Start of Input for this task
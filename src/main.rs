//! healthwatch - HTTP endpoint health monitoring service.
//!
//! Polls registered endpoints, classifies their responses and keeps a
//! bounded check history, served over a small JSON API.

mod clock;
mod config;
mod db;
mod probe;
mod scheduler;
mod web;

use clock::SystemClock;
use config::ServerConfig;
use db::Store;
use probe::HttpChecker;
use scheduler::{Monitor, RetentionManager};
use web::Server;

use std::sync::Arc;
use std::time::Duration;
use tokio::sync::broadcast;
use tracing_subscriber::{layer::SubscriberExt, util::SubscriberInitExt};

#[tokio::main]
async fn main() -> Result<(), Box<dyn std::error::Error + Send + Sync>> {
    // Initialize logging
    tracing_subscriber::registry()
        .with(tracing_subscriber::fmt::layer())
        .with(tracing_subscriber::EnvFilter::from_default_env()
            .add_directive("healthwatch=info".parse()?))
        .init();

    // Load configuration
    let cfg = ServerConfig::load();
    tracing::info!("Starting healthwatch on port {}...", cfg.http_port);
    tracing::info!("Using database at {}", cfg.db_path);
    if cfg.api_token.is_none() {
        tracing::warn!("HEALTHWATCH_API_TOKEN is not set; API is open");
    }

    // Initialize database
    let store = Arc::new(Store::new(&cfg.db_path)?.with_history_max(cfg.history_max));
    tracing::info!("Database initialized successfully");

    let settings = store.settings()?;
    let endpoints = store.list_endpoints()?;
    tracing::info!("Loaded {} endpoints", endpoints.len());

    // Create monitor
    let checker = Arc::new(HttpChecker::new(&cfg.user_agent)?);
    let monitor = Arc::new(Monitor::new(store.clone(), checker.clone(), Arc::new(SystemClock)));
    if !cfg.checks_enabled {
        tracing::warn!("Checks are disabled by configuration");
        monitor.set_enabled(false);
    }

    let notifications = tokio::spawn(log_status_changes(monitor.subscribe()));
    let settings_watch = monitor.clone().watch_settings();
    monitor
        .start(Duration::from_secs(settings.auto_refresh_interval_seconds))
        .await;

    let retention = RetentionManager::new(store.clone());
    retention.start().await;

    // Start API server
    let server = Server::new(cfg, store, monitor.clone(), checker);
    server.start(shutdown_signal()).await?;

    tracing::info!("Shutting down");
    monitor.shutdown().await;
    retention.stop().await;
    settings_watch.abort();
    notifications.abort();

    Ok(())
}

/// Presentation sink for status degradations.
async fn log_status_changes(mut rx: broadcast::Receiver<scheduler::StatusChange>) {
    loop {
        match rx.recv().await {
            Ok(change) => tracing::warn!(
                "Health check failed: {} is now {} (was {})",
                change.endpoint_name,
                change.to,
                change.from
            ),
            Err(broadcast::error::RecvError::Lagged(n)) => {
                tracing::warn!("Dropped {} status notifications", n);
            }
            Err(broadcast::error::RecvError::Closed) => break,
        }
    }
}

async fn shutdown_signal() {
    if let Err(e) = tokio::signal::ctrl_c().await {
        tracing::error!("Failed to listen for shutdown signal: {}", e);
        std::future::pending::<()>().await;
    }
}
End of Input for this task
_What is needed_
Give back, exactly as written, the stretch from the line with "let settings_watch = monitor.clone().watch_settings();" through the line with "let server = Server::new(cfg, store, monitor.clone(), checker);", and no other lines from the records above.

_Your response_
    let settings_watch = monitor.clone().watch_settings();
    monitor
        .start(Duration::from_secs(settings.auto_refresh_interval_seconds))
        .await;

    let retention = RetentionManager::new(store.clone());
    retention.start().await;

    // Start API server
    let server = Server::new(cfg, store, monitor.clone(), checker);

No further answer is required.